The third annual corporate-events research report from Germany-based meetings organization In-House Corporate Events (ICE) in conjunction with Cvent revealed several interesting trends as corporate-meeting departments coordinate events for 2022.
First, among the nearly 70 meeting managers at international corporations who participated in ICE’s research, sustainability remains a top priority for more than three out of four of them. However, this year they cite a greater focus on how to accurately measure the effects of the sustainability initiatives they’ve implemented in recent years.
The top four sustainability elements that respondents are trying to quantify for their executives and shareholders are: total distance traveled by attendees, sponsors, and event staff; electricity consumption at venues; carbon-dioxide emissions for travel and on-site activity; and the environmental impact of catering operations.
Another area where the focus of planners has shifted from last year is in measuring the effectiveness of virtual events. In 2020, 61 percent said that using the right metrics to measure event performance was a major challenge; in 2021, only 44 percent said the same. As the report states, “more planners are measuring their virtual events much as they would their live events. Planners have moved past the stage where the primary success metric was running the event with no major faults; they have acquired the skills to deliver virtual events without faults. Now, there is a clear desire to contextualize [other] metrics by benchmarking not just internally but across the events industry.”
This can be seen through the specific metrics now being used for virtual events.

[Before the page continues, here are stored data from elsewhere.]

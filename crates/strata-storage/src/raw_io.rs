//! Positional file I/O with optional page-cache bypass
//!
//! - Linux: O_DIRECT flag
//! - macOS: F_NOCACHE fcntl
//!
//! With direct I/O enabled, offsets and lengths must be multiples of
//! [`SECTOR_ALIGNMENT`] and buffers must come from [`AlignedBuffer`].

use std::fs::{File, OpenOptions};
use std::os::unix::fs::{FileExt, FileTypeExt};
use std::path::Path;
use strata_common::{Error, Result};

#[cfg(target_os = "linux")]
use std::os::unix::fs::OpenOptionsExt;

/// Offset and length granularity for direct I/O
pub const SECTOR_ALIGNMENT: usize = 512;

/// Memory alignment of I/O buffers
pub const BUFFER_ALIGNMENT: usize = 4096;

/// File or block device handle
pub struct RawFile {
    file: File,
    path: String,
    size: u64,
    direct: bool,
}

impl RawFile {
    /// Open an existing file or block device
    pub fn open(path: impl AsRef<Path>, direct: bool) -> Result<Self> {
        let path_str = path.as_ref().to_string_lossy().to_string();

        let mut options = OpenOptions::new();
        options.read(true).write(true);
        Self::apply_direct_flag(&mut options, direct);

        let file = options
            .open(&path)
            .map_err(|e| Error::storage(format!("failed to open {path_str}: {e}")))?;
        Self::disable_cache(&file, &path_str, direct)?;

        let size = Self::device_size(&file, &path_str)?;
        Ok(Self {
            file,
            path: path_str,
            size,
            direct,
        })
    }

    /// Create (or truncate) a file of the given size
    ///
    /// Block devices are opened as-is and keep their own size.
    pub fn create(path: impl AsRef<Path>, size: u64, direct: bool) -> Result<Self> {
        let path_str = path.as_ref().to_string_lossy().to_string();
        let is_block_device = std::fs::metadata(&path)
            .map(|m| m.file_type().is_block_device())
            .unwrap_or(false);

        let mut options = OpenOptions::new();
        options.read(true).write(true);
        if !is_block_device {
            options.create(true).truncate(true);
        }
        Self::apply_direct_flag(&mut options, direct);

        let file = options
            .open(&path)
            .map_err(|e| Error::storage(format!("failed to create {path_str}: {e}")))?;
        Self::disable_cache(&file, &path_str, direct)?;

        let size = if is_block_device {
            Self::device_size(&file, &path_str)?
        } else {
            file.set_len(size).map_err(|e| {
                Error::storage(format!("failed to set size for {path_str}: {e}"))
            })?;
            size
        };

        Ok(Self {
            file,
            path: path_str,
            size,
            direct,
        })
    }

    #[cfg(target_os = "linux")]
    fn apply_direct_flag(options: &mut OpenOptions, direct: bool) {
        if direct {
            options.custom_flags(libc::O_DIRECT);
        }
    }

    #[cfg(not(target_os = "linux"))]
    fn apply_direct_flag(_options: &mut OpenOptions, _direct: bool) {}

    #[cfg(target_os = "macos")]
    #[allow(unsafe_code)]
    fn disable_cache(file: &File, path: &str, direct: bool) -> Result<()> {
        use std::os::unix::io::AsRawFd;
        if !direct {
            return Ok(());
        }
        // SAFETY: the descriptor is owned by `file` and stays open for the call
        let ret = unsafe { libc::fcntl(file.as_raw_fd(), libc::F_NOCACHE, 1) };
        if ret == -1 {
            return Err(Error::storage(format!(
                "failed to set F_NOCACHE on {path}: {}",
                std::io::Error::last_os_error()
            )));
        }
        Ok(())
    }

    #[cfg(not(target_os = "macos"))]
    #[allow(clippy::unnecessary_wraps)]
    const fn disable_cache(_file: &File, _path: &str, _direct: bool) -> Result<()> {
        Ok(())
    }

    /// Size of a regular file from metadata, of a block device by seeking
    fn device_size(file: &File, path: &str) -> Result<u64> {
        use std::io::{Seek, SeekFrom};

        let metadata = file
            .metadata()
            .map_err(|e| Error::storage(format!("failed to get metadata for {path}: {e}")))?;
        if !metadata.file_type().is_block_device() {
            return Ok(metadata.len());
        }

        let mut f = file;
        let size = f
            .seek(SeekFrom::End(0))
            .map_err(|e| Error::storage(format!("failed to get device size for {path}: {e}")))?;
        f.seek(SeekFrom::Start(0))
            .map_err(|e| Error::storage(format!("failed to seek to start for {path}: {e}")))?;
        Ok(size)
    }

    /// Get the file size
    pub const fn size(&self) -> u64 {
        self.size
    }

    /// Get the file path
    pub fn path(&self) -> &str {
        &self.path
    }

    /// Whether the page cache is bypassed
    pub const fn is_direct(&self) -> bool {
        self.direct
    }

    /// Fill `buf` from `offset`
    pub fn read_at(&self, offset: u64, buf: &mut [u8]) -> Result<()> {
        self.check_alignment(offset, buf.len())?;
        self.file
            .read_exact_at(buf, offset)
            .map_err(|e| Error::storage(format!("read failed on {}: {e}", self.path)))
    }

    /// Write all of `buf` at `offset`
    pub fn write_at(&self, offset: u64, buf: &[u8]) -> Result<()> {
        self.check_alignment(offset, buf.len())?;
        self.file
            .write_all_at(buf, offset)
            .map_err(|e| Error::storage(format!("write failed on {}: {e}", self.path)))
    }

    /// Sync data and metadata to disk
    pub fn sync(&self) -> Result<()> {
        self.file
            .sync_all()
            .map_err(|e| Error::storage(format!("sync failed on {}: {e}", self.path)))
    }

    fn check_alignment(&self, offset: u64, size: usize) -> Result<()> {
        if !self.direct {
            return Ok(());
        }
        if offset % SECTOR_ALIGNMENT as u64 != 0 {
            return Err(Error::storage(format!(
                "offset {offset} is not aligned to {SECTOR_ALIGNMENT}"
            )));
        }
        if size % SECTOR_ALIGNMENT != 0 {
            return Err(Error::storage(format!(
                "size {size} is not aligned to {SECTOR_ALIGNMENT}"
            )));
        }
        Ok(())
    }
}

/// Zeroed buffer whose start is aligned to [`BUFFER_ALIGNMENT`]
///
/// Over-allocates and exposes an aligned window, so no custom allocator is
/// involved. The backing vector is never resized.
#[derive(Debug)]
pub struct AlignedBuffer {
    storage: Vec<u8>,
    start: usize,
    len: usize,
}

impl AlignedBuffer {
    /// Create a zeroed buffer of `len` bytes
    #[must_use]
    pub fn new(len: usize) -> Self {
        let storage = vec![0u8; len + BUFFER_ALIGNMENT];
        let start = storage.as_ptr().align_offset(BUFFER_ALIGNMENT);
        Self {
            storage,
            start,
            len,
        }
    }

    /// Get the buffer as a slice
    pub fn as_slice(&self) -> &[u8] {
        &self.storage[self.start..self.start + self.len]
    }

    /// Get the buffer as a mutable slice
    pub fn as_mut_slice(&mut self) -> &mut [u8] {
        &mut self.storage[self.start..self.start + self.len]
    }

    /// Get the buffer size
    pub const fn len(&self) -> usize {
        self.len
    }

    /// Check if buffer is empty
    pub const fn is_empty(&self) -> bool {
        self.len == 0
    }

    /// Copy data into the buffer, zero filling the rest
    pub fn copy_from(&mut self, src: &[u8]) {
        let dst = self.as_mut_slice();
        let n = src.len().min(dst.len());
        dst[..n].copy_from_slice(&src[..n]);
        dst[n..].fill(0);
    }
}

#[cfg(test)]
mod tests {
    use super::*;
    use tempfile::NamedTempFile;

    #[test]
    fn test_aligned_buffer() {
        let mut buf = AlignedBuffer::new(1024);
        assert_eq!(buf.len(), 1024);
        assert_eq!(buf.as_slice().as_ptr() as usize % BUFFER_ALIGNMENT, 0);

        buf.copy_from(b"hello");
        assert_eq!(&buf.as_slice()[..5], b"hello");
        assert!(buf.as_slice()[5..].iter().all(|&b| b == 0));
    }

    #[test]
    fn test_raw_file_create_and_read() {
        let temp = NamedTempFile::new().unwrap();
        let path = temp.path();

        {
            let file = RawFile::create(path, 8192, false).unwrap();
            let mut buf = AlignedBuffer::new(512);
            buf.copy_from(b"test data pattern");
            file.write_at(1024, buf.as_slice()).unwrap();
            file.sync().unwrap();
        }

        let file = RawFile::open(path, false).unwrap();
        assert_eq!(file.size(), 8192);
        let mut buf = AlignedBuffer::new(512);
        file.read_at(1024, buf.as_mut_slice()).unwrap();
        assert!(buf.as_slice().starts_with(b"test data pattern"));
    }

    #[test]
    fn test_direct_alignment_checked() {
        let temp = NamedTempFile::new().unwrap();
        let file = RawFile::create(temp.path(), 4096, false).unwrap();
        // buffered handles accept any offset
        file.write_at(3, b"x").unwrap();

        let direct = RawFile {
            file: file.file.try_clone().unwrap(),
            path: file.path.clone(),
            size: file.size,
            direct: true,
        };
        assert!(direct.check_alignment(3, 512).is_err());
        assert!(direct.check_alignment(512, 100).is_err());
        assert!(direct.check_alignment(1024, 512).is_ok());
    }
}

Some of the metrics with the biggest year-over-year usage increases were:
• customer feedback (95 percent of respondents now use that metric versus 70 percent in 2020)

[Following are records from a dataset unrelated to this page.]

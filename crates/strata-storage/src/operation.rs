//! Client contract for staged operations
//!
//! An operation is run by a journal in two phases. `prepare` inspects the
//! store read-only and estimates how many blocks the operation will need;
//! the journal reserves them. Then every stage runs against a [`Service`]
//! that records allocations, frees and writes. Under the safe journal each
//! stage is committed atomically before the next one starts.

use crate::context::AllocationContext;
use crate::store::BlockStore;
use std::sync::Arc;
use strata_common::{BlockAddress, BlockKind, Result};

/// Allocation estimate returned by [`Operation::prepare`]
#[derive(Clone, Copy, Debug, Default, PartialEq, Eq)]
pub struct Prepared {
    /// Address near which blocks should be reserved, 0 for no preference
    pub hint: BlockAddress,
    /// Blocks reserved up front
    pub blocks_required: usize,
    /// Whether the reservation may grow while stages run
    pub allow_dynamic: bool,
}

impl Prepared {
    #[must_use]
    pub const fn new(hint: BlockAddress, blocks_required: usize) -> Self {
        Self {
            hint,
            blocks_required,
            allow_dynamic: false,
        }
    }

    #[must_use]
    pub const fn with_dynamic(mut self, allow_dynamic: bool) -> Self {
        self.allow_dynamic = allow_dynamic;
        self
    }

    /// Combine the estimates of two sub-operations. The first estimate's
    /// hint is kept even when it is 0; block counts add up and growth is
    /// allowed if either allows it.
    #[must_use]
    pub const fn merge(self, other: Self) -> Self {
        Self {
            hint: self.hint,
            blocks_required: self.blocks_required + other.blocks_required,
            allow_dynamic: self.allow_dynamic || other.allow_dynamic,
        }
    }
}

/// Read access to the store
pub trait ReadService {
    fn block_size(&self) -> u32;

    /// Read a block as the current operation sees it
    fn read(&self, kind: BlockKind, address: BlockAddress) -> Result<Vec<u8>>;
}

/// Mutation surface handed to a running stage
pub trait Service: ReadService {
    /// Record that `address` becomes used when the stage commits
    fn allocate(&mut self, address: BlockAddress);

    /// Record that `address` becomes free when the stage commits. Repeated
    /// calls for one address count once.
    fn deallocate(&mut self, address: BlockAddress);

    /// Write a block
    fn write(&mut self, kind: BlockKind, address: BlockAddress, data: &[u8]) -> Result<()>;

    /// The operation's block reservation
    fn allocation_context(&mut self) -> &mut AllocationContext;
}

/// A unit of work executed by a journal
pub trait Operation {
    /// Estimate the blocks the operation needs
    fn prepare(&mut self, reader: &dyn ReadService) -> Result<Prepared>;

    /// Number of stages, each committed on its own under the safe journal
    fn stage_count(&self) -> usize;

    /// Run one stage
    fn execute(&mut self, stage: usize, service: &mut dyn Service) -> Result<()>;
}

/// Reads straight from the store
#[derive(Clone)]
pub struct StoreReader {
    store: Arc<dyn BlockStore>,
}

impl StoreReader {
    pub fn new(store: Arc<dyn BlockStore>) -> Self {
        Self { store }
    }
}

impl ReadService for StoreReader {
    fn block_size(&self) -> u32 {
        self.store.block_size()
    }

    fn read(&self, kind: BlockKind, address: BlockAddress) -> Result<Vec<u8>> {
        self.store.read(kind, address)
    }
}

#[cfg(test)]
mod tests {
    use super::*;

    #[test]
    fn test_merge_prepared() {
        let a = Prepared::new(0, 3);
        let b = Prepared::new(900, 2).with_dynamic(true);

        // no preference in the first estimate stays no preference
        let merged = a.merge(b);
        assert_eq!(merged.hint, 0);
        assert_eq!(merged.blocks_required, 5);
        assert!(merged.allow_dynamic);

        let merged = b.merge(Prepared::new(12, 1));
        assert_eq!(merged.hint, 900);
    }
}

• engagement with touchpoints (69 percent versus 38 percent in 2020)
• social-media engagement (73 percent versus 51 percent in 2020)
• internal cost, plus time spent by the events team (64 percent versus 46 percent in 2020)
One interesting observation about hybrid events: The reports finds that “hybrids are currently a lesser-used format” than anticipated. Further, “when held, hybrids are primarily a livestream of speakers rather than an interactive experience between the in-person and virtual audiences.”
When it comes to event budgeting, more than 90 percent of respondents said their technology budgets for virtual and hybrid events has increased in the past 12 months, while 62 percent said their on-site technology budgets have risen in that time. On the flip side, 77 percent said their travel budgets for events have decreased, while 40 percent said that budgets for venues, catering, and decorating have decreased for upcoming near-term events. One likely reason, according to the report: “A move toward smaller, more local events as a result of the Covid pandemic.”
Lastly, there are a few surprising insights related to staffing: A little more than half of respondents said that their department-staff numbers had not been reduced between mid-2020 and mid-2021; in fact, 20 percent said that they gained staff members in that time. “As the need to deliver more events in multiple formats grows,” says the report, “it is possible that more companies will look to expand their event teams to deal with demand.”